The decision to lay out a plan for the U.S. Federal Reserve (Fed) to scale back its asset purchase program was "inappropriately timed," a member of the Fed policy-setting committee said on Friday. ( James Bullard, president of the Federal Reserve Bank of St. Louis, said he felt that it was not a good time for the Federal Open Market Committee (FOMC) to authorize the Fed chairman Ben Bernanke to outline a more elaborate plan for reducing the pace of asset purchases, according to a statement on the bank's website.
Bullard, widely known as a inflation hawk, said a more prudent approach would be to wait for more tangible signs that the economy was strengthening and that inflation was on a path to return toward target before making such announcement.
Bullard is a voting member of the FOMC this year. He voted against the concluding statement released Wednesday after the Fed policy meeting. He reiterated his stance Friday that Fed policymakers should do more to signal that they are willing to defend their 2 percent inflation goal in light of low readings for the consumer price growth.
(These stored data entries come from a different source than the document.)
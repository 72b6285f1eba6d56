pub mod configurations;
pub mod export;
pub mod monitor;
pub mod webhooks;

use axum::{
    http::StatusCode,
    response::{IntoResponse, Response},
    Json,
};
use serde::Serialize;
use trimsync_core::SyncError;

/// Standard API error response
#[derive(Serialize)]
pub struct ErrorResponse {
    pub error: String,
}

/// Convert engine and anyhow errors to HTTP responses
pub struct AppError(anyhow::Error);

impl IntoResponse for AppError {
    fn into_response(self) -> Response {
        let status = match self.0.downcast_ref::<SyncError>() {
            Some(SyncError::ConfigNotFound(_))
            | Some(SyncError::ExportNotFound(_))
            | Some(SyncError::NotFound(_)) => StatusCode::NOT_FOUND,
            Some(SyncError::Validation(_)) => StatusCode::BAD_REQUEST,
            Some(SyncError::Auth(_)) => StatusCode::UNAUTHORIZED,
            Some(SyncError::RateLimit { .. }) => StatusCode::TOO_MANY_REQUESTS,
            _ => StatusCode::INTERNAL_SERVER_ERROR,
        };
        let body = Json(ErrorResponse {
            error: self.0.to_string(),
        });
        (status, body).into_response()
    }
}

impl<E> From<E> for AppError
where
    E: Into<anyhow::Error>,
{
    fn from(err: E) -> Self {
        Self(err.into())
    }
}
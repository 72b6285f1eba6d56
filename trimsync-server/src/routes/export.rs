//! Export endpoints: one-shot exports, bulk exports, artifact downloads,
//! and standing subscription feeds.

use axum::{
    extract::{Path, State},
    http::{header, StatusCode},
    response::IntoResponse,
    routing::{get, post},
    Json, Router,
};
use chrono::{DateTime, Duration, Utc};
use serde::{Deserialize, Serialize};
use uuid::Uuid;

use trimsync_core::config::PrivacyLevel;
use trimsync_core::export::{ExportFormat, ExportOptions, ExportResult};

use crate::routes::AppError;
use crate::state::AppState;

pub fn router() -> Router<AppState> {
    Router::new()
        .route("/export", post(run_export))
        .route("/bulk-export", post(run_bulk_export))
        .route("/download/{export_id}", get(download))
        .route("/subscription", post(create_subscription))
        .route("/subscription/{token}", get(subscription_feed))
}

/// Artifact metadata returned instead of inlining the payload.
#[derive(Serialize)]
pub struct ExportResponse {
    pub id: Uuid,
    pub filename: String,
    pub content_type: String,
    pub event_count: usize,
    pub generated_at: DateTime<Utc>,
    pub expires_at: Option<DateTime<Utc>>,
    pub download_url: String,
}

impl From<&ExportResult> for ExportResponse {
    fn from(result: &ExportResult) -> Self {
        ExportResponse {
            id: result.id,
            filename: result.filename.clone(),
            content_type: result.content_type.clone(),
            event_count: result.event_count,
            generated_at: result.generated_at,
            expires_at: result.expires_at,
            download_url: format!("/download/{}", result.id),
        }
    }
}

/// POST /export - Run one export
async fn run_export(
    State(state): State<AppState>,
    Json(options): Json<ExportOptions>,
) -> Result<Json<ExportResponse>, AppError> {
    let result = state.exports.export(&options)?;
    Ok(Json(ExportResponse::from(&result)))
}

#[derive(Deserialize)]
pub struct BulkExportRequest {
    pub exports: Vec<ExportOptions>,
}

#[derive(Serialize)]
#[serde(tag = "status", rename_all = "snake_case")]
pub enum BulkExportItem {
    Ok(ExportResponse),
    Failed { error: String },
}

/// POST /bulk-export - Run several exports; items fail independently
async fn run_bulk_export(
    State(state): State<AppState>,
    Json(req): Json<BulkExportRequest>,
) -> Result<Json<Vec<BulkExportItem>>, AppError> {
    let items = state
        .exports
        .bulk_export(&req.exports)
        .iter()
        .map(|outcome| match outcome {
            Ok(result) => BulkExportItem::Ok(ExportResponse::from(result)),
            Err(err) => BulkExportItem::Failed {
                error: err.to_string(),
            },
        })
        .collect();
    Ok(Json(items))
}

/// GET /download/:export_id - Fetch a generated artifact
async fn download(
    State(state): State<AppState>,
    Path(export_id): Path<Uuid>,
) -> Result<impl IntoResponse, AppError> {
    let artifact = state.exports.download(export_id)?;
    Ok((
        StatusCode::OK,
        [
            (header::CONTENT_TYPE, artifact.content_type.clone()),
            (
                header::CONTENT_DISPOSITION,
                format!("attachment; filename=\"{}\"", artifact.filename),
            ),
        ],
        artifact.content,
    ))
}

#[derive(Deserialize)]
pub struct CreateSubscriptionRequest {
    pub config_id: Uuid,
    pub format: ExportFormat,
    pub privacy_level: PrivacyLevel,
    #[serde(default = "default_past_days")]
    pub past_days: i64,
    #[serde(default = "default_future_days")]
    pub future_days: i64,
    /// Feed lifetime; omitted means the feed never expires.
    pub ttl_hours: Option<i64>,
}

fn default_past_days() -> i64 {
    30
}

fn default_future_days() -> i64 {
    90
}

#[derive(Serialize)]
pub struct SubscriptionResponse {
    pub token: String,
    pub url: String,
    pub expires_at: Option<DateTime<Utc>>,
}

/// POST /subscription - Create a standing live feed
async fn create_subscription(
    State(state): State<AppState>,
    Json(req): Json<CreateSubscriptionRequest>,
) -> Result<Json<SubscriptionResponse>, AppError> {
    let subscription = state.exports.subscribe(
        req.config_id,
        req.format,
        req.privacy_level,
        req.past_days,
        req.future_days,
        req.ttl_hours.map(Duration::hours),
    )?;
    Ok(Json(SubscriptionResponse {
        url: format!("/subscription/{}", subscription.token),
        expires_at: subscription.expires_at,
        token: subscription.token,
    }))
}

/// GET /subscription/:token - Evaluate the feed now
async fn subscription_feed(
    State(state): State<AppState>,
    Path(token): Path<String>,
) -> Result<impl IntoResponse, AppError> {
    let artifact = state.exports.feed(&token)?;
    Ok((
        StatusCode::OK,
        [(header::CONTENT_TYPE, artifact.content_type.clone())],
        artifact.content,
    ))
}
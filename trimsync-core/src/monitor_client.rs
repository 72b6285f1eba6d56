//! Client side of the real-time monitor channel.
//!
//! Consumes the server's SSE stream as an explicit cancellable task:
//! reconnects with jittered exponential backoff up to a bounded attempt
//! count, and exposes connect/disconnect as scoped resource acquisition -
//! dropping the connection aborts the task.

use std::time::Duration;

use futures::StreamExt;
use rand::Rng;
use tokio::sync::mpsc;
use tokio::task::JoinHandle;

use crate::monitor::MonitorEvent;

const DEFAULT_MAX_ATTEMPTS: u32 = 8;
const DEFAULT_BASE_DELAY: Duration = Duration::from_secs(1);
const MAX_EXPONENT: u32 = 6;

pub struct MonitorClient {
    endpoint: String,
    client: reqwest::Client,
    max_attempts: u32,
    base_delay: Duration,
}

impl MonitorClient {
    /// `endpoint` is the full monitor URL, e.g.
    /// `http://127.0.0.1:4870/sync/monitor`.
    pub fn new(endpoint: impl Into<String>) -> Self {
        MonitorClient {
            endpoint: endpoint.into(),
            client: reqwest::Client::new(),
            max_attempts: DEFAULT_MAX_ATTEMPTS,
            base_delay: DEFAULT_BASE_DELAY,
        }
    }

    /// Consecutive failed connections tolerated before the task gives up.
    pub fn with_max_attempts(mut self, max_attempts: u32) -> Self {
        self.max_attempts = max_attempts.max(1);
        self
    }

    pub fn with_base_delay(mut self, base_delay: Duration) -> Self {
        self.base_delay = base_delay;
        self
    }

    /// Start streaming. The returned connection owns the background task.
    pub fn connect(&self) -> MonitorConnection {
        let (sender, receiver) = mpsc::channel(64);
        let client = self.client.clone();
        let endpoint = self.endpoint.clone();
        let max_attempts = self.max_attempts;
        let base_delay = self.base_delay;

        let handle = tokio::spawn(async move {
            stream_events(client, endpoint, max_attempts, base_delay, sender).await;
        });

        MonitorConnection {
            events: receiver,
            handle,
        }
    }
}

/// A live monitor subscription. Dropping it cancels the streaming task.
pub struct MonitorConnection {
    events: mpsc::Receiver<MonitorEvent>,
    handle: JoinHandle<()>,
}

impl MonitorConnection {
    /// Next event, or `None` once the task gave up reconnecting.
    pub async fn recv(&mut self) -> Option<MonitorEvent> {
        self.events.recv().await
    }

    pub fn disconnect(self) {
        // Drop does the work.
    }
}

impl Drop for MonitorConnection {
    fn drop(&mut self) {
        self.handle.abort();
    }
}

async fn stream_events(
    client: reqwest::Client,
    endpoint: String,
    max_attempts: u32,
    base_delay: Duration,
    sender: mpsc::Sender<MonitorEvent>,
) {
    let mut failures = 0u32;
    loop {
        match client.get(&endpoint).send().await {
            Ok(response) if response.status().is_success() => {
                let mut buffer = String::new();
                let mut stream = response.bytes_stream();
                while let Some(chunk) = stream.next().await {
                    let Ok(bytes) = chunk else { break };
                    buffer.push_str(&String::from_utf8_lossy(&bytes));
                    while let Some(pos) = buffer.find("\n\n") {
                        let frame: String = buffer.drain(..pos + 2).collect();
                        if let Some(event) = parse_sse_frame(&frame) {
                            // A delivered event proves the stream healthy.
                            failures = 0;
                            if sender.send(event).await.is_err() {
                                return;
                            }
                        }
                    }
                }
                tracing::debug!("monitor stream ended, reconnecting");
            }
            Ok(response) => {
                tracing::warn!(status = %response.status(), "monitor endpoint rejected connection");
            }
            Err(err) => {
                tracing::warn!(error = %err, "monitor connection failed");
            }
        }

        failures += 1;
        if failures >= max_attempts {
            tracing::warn!(attempts = failures, "monitor client giving up");
            return;
        }
        tokio::time::sleep(reconnect_delay(base_delay, failures)).await;
    }
}

/// Jittered exponential delay between reconnection attempts.
fn reconnect_delay(base: Duration, failures: u32) -> Duration {
    let capped = base.saturating_mul(2u32.saturating_pow(failures.min(MAX_EXPONENT)));
    let jitter_ms = rand::thread_rng().gen_range(0..=(capped.as_millis() as u64) / 10 + 1);
    capped + Duration::from_millis(jitter_ms)
}

/// Extract the JSON payload from one SSE frame.
fn parse_sse_frame(frame: &str) -> Option<MonitorEvent> {
    let data: String = frame
        .lines()
        .filter_map(|line| line.strip_prefix("data:"))
        .map(str::trim_start)
        .collect::<Vec<_>>()
        .join("\n");
    if data.is_empty() {
        return None;
    }
    serde_json::from_str(&data).ok()
}
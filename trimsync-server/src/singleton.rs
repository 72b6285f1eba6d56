//! Singleton pattern to ensure only one trimsync-server instance runs.

use anyhow::{Context, Result};
use fs2::FileExt;
use std::fs::{self, File};
use std::path::PathBuf;

/// A lock guard that releases the lock when dropped
pub struct LockGuard {
    _file: File,
}

fn lock_path() -> Result<PathBuf> {
    let runtime_dir = dirs::runtime_dir()
        .or_else(dirs::cache_dir)
        .ok_or_else(|| anyhow::anyhow!("Could not determine runtime directory"))?;

    let dir = runtime_dir.join("trimsync");
    fs::create_dir_all(&dir)?;

    Ok(dir.join("server.lock"))
}

/// Acquire an exclusive lock, failing if another instance is running
pub fn acquire_lock() -> Result<LockGuard> {
    let path = lock_path()?;
    let file = File::create(&path).context("Failed to create lock file")?;

    file.try_lock_exclusive().map_err(|_| {
        anyhow::anyhow!(
            "Another trimsync-server instance is already running.\n\
            If you believe this is an error, remove: {}",
            path.display()
        )
    })?;

    Ok(LockGuard { _file: file })
}
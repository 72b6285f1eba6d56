//! Exponential backoff with jitter for retryable failures.

use rand::Rng;
use std::time::Duration;

/// Exponent cap so the delay stops growing after this many failures.
const MAX_EXPONENT: u32 = 6;

/// Exponential backoff: `base * 2^failures`, capped at `cap`.
///
/// Monotonically non-decreasing in `consecutive_failures`.
pub fn backoff_seconds(base_secs: u64, consecutive_failures: u32, cap_secs: u64) -> u64 {
    let exponent = consecutive_failures.min(MAX_EXPONENT);
    (base_secs.saturating_mul(2u64.saturating_pow(exponent))).min(cap_secs)
}

/// Add up to 10% random jitter so a fleet of retries does not synchronize.
pub fn with_jitter(secs: u64) -> Duration {
    let jitter = rand::thread_rng().gen_range(0..=secs / 10 + 1);
    Duration::from_secs(secs + jitter)
}

/// Backoff for sync cycle failures (minutes-scale, capped at an hour).
pub fn sync_backoff_seconds(consecutive_failures: u32) -> u64 {
    backoff_seconds(60, consecutive_failures, 3600)
}

/// Backoff for webhook processing retries (seconds-scale).
pub fn webhook_backoff_seconds(attempts: u32) -> u64 {
    backoff_seconds(5, attempts, 300)
}

#[cfg(test)]
mod tests {
    use super::*;

    #[test]
    fn backoff_is_exponential_and_capped() {
        assert_eq!(sync_backoff_seconds(0), 60);
        assert_eq!(sync_backoff_seconds(1), 120);
        assert_eq!(sync_backoff_seconds(2), 240);
        assert_eq!(sync_backoff_seconds(10), sync_backoff_seconds(9));
        assert_eq!(sync_backoff_seconds(20), 3600);
    }

    #[test]
    fn backoff_is_monotonic() {
        let mut prev = 0;
        for failures in 0..20 {
            let delay = sync_backoff_seconds(failures);
            assert!(delay >= prev, "delay decreased at {failures} failures");
            prev = delay;
        }
    }

    #[test]
    fn jitter_stays_within_ten_percent() {
        for _ in 0..50 {
            let d = with_jitter(100);
            assert!(d.as_secs() >= 100);
            assert!(d.as_secs() <= 111);
        }
    }
}
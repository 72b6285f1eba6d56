//! Error types for the trimsync engine.

use thiserror::Error;

/// Errors that can occur during sync, webhook processing, or export.
///
/// The taxonomy drives failure handling: `Auth` degrades the configuration
/// and pauses sync until re-auth, `RateLimit` and `Network` are retried with
/// backoff, `Validation` skips the single offending item.
#[derive(Error, Debug)]
pub enum SyncError {
    #[error("Provider credentials rejected: {0}")]
    Auth(String),

    #[error("Provider rate limit hit (retry after {retry_after:?}s)")]
    RateLimit { retry_after: Option<u64> },

    #[error("Network error: {0}")]
    Network(String),

    #[error("Invalid event data: {0}")]
    Validation(String),

    #[error("Provider error: {0}")]
    Provider(String),

    #[error("Not found on provider: {0}")]
    NotFound(String),

    #[error("Configuration not found: {0}")]
    ConfigNotFound(uuid::Uuid),

    #[error("Export not found or expired: {0}")]
    ExportNotFound(String),

    #[error("Sync cycle timed out after {0}s")]
    Timeout(u64),

    #[error("Serialization error: {0}")]
    Serialization(String),

    #[error("IO error: {0}")]
    Io(#[from] std::io::Error),
}

impl SyncError {
    /// Classify an HTTP status from a provider API into an engine error.
    ///
    /// `retry_after` carries the provider-supplied `Retry-After` seconds
    /// when present on a 429.
    pub fn from_status(status: u16, retry_after: Option<u64>, body: &str) -> Self {
        match status {
            401 | 403 => SyncError::Auth(format!("provider returned {status}: {body}")),
            404 | 410 => SyncError::NotFound(format!("provider returned {status}: {body}")),
            429 => SyncError::RateLimit { retry_after },
            500..=599 => SyncError::Network(format!("provider returned {status}: {body}")),
            _ => SyncError::Provider(format!("provider returned {status}: {body}")),
        }
    }

    /// Whether a retry within the same cycle could succeed.
    pub fn is_retryable(&self) -> bool {
        matches!(self, SyncError::RateLimit { .. } | SyncError::Network(_))
    }
}

impl From<reqwest::Error> for SyncError {
    fn from(err: reqwest::Error) -> Self {
        SyncError::Network(err.to_string())
    }
}

impl From<serde_json::Error> for SyncError {
    fn from(err: serde_json::Error) -> Self {
        SyncError::Serialization(err.to_string())
    }
}

/// Result type alias for engine operations.
pub type EngineResult<T> = Result<T, SyncError>;

#[cfg(test)]
mod tests {
    use super::*;

    #[test]
    fn classify_status_for_retry_policy() {
        assert!(matches!(
            SyncError::from_status(401, None, ""),
            SyncError::Auth(_)
        ));
        assert!(matches!(
            SyncError::from_status(429, Some(30), ""),
            SyncError::RateLimit {
                retry_after: Some(30)
            }
        ));
        assert!(matches!(
            SyncError::from_status(503, None, ""),
            SyncError::Network(_)
        ));
        assert!(matches!(
            SyncError::from_status(400, None, "bad request"),
            SyncError::Provider(_)
        ));
    }

    #[test]
    fn retryable_errors() {
        assert!(SyncError::Network("reset".into()).is_retryable());
        assert!(SyncError::RateLimit { retry_after: None }.is_retryable());
        assert!(!SyncError::Auth("expired".into()).is_retryable());
        assert!(!SyncError::Validation("no title".into()).is_retryable());
    }
}
//! Shared test utilities used across taproot crates.
//!
//! - [`proptest_profile`] reads the environment overrides that tune property
//!   suites in CI.
//! - [`tracing`] captures spans and events so instrumentation can be
//!   asserted.
//! - [`fixtures`] generates seeded vector families and reference graphs.

pub mod fixtures;
pub mod proptest_profile;
pub mod tracing;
He also called the announcement of an approximate timeline a step away from "state-contingent monetary policy," which he considered as best central bank practice. "Policy actions should be undertaken to meet policy objectives, not calendar objectives," he noted.
The Fed chairman Bernanke on Wednesday set the stage for winding down the easy money policy, saying the central was likely to dial back its 85-billion-dollar monthly bond buying later this year, before bringing it to an end by the middle of next year. His comments resonated around the global, as stocks, bond and commodity prices tumbled.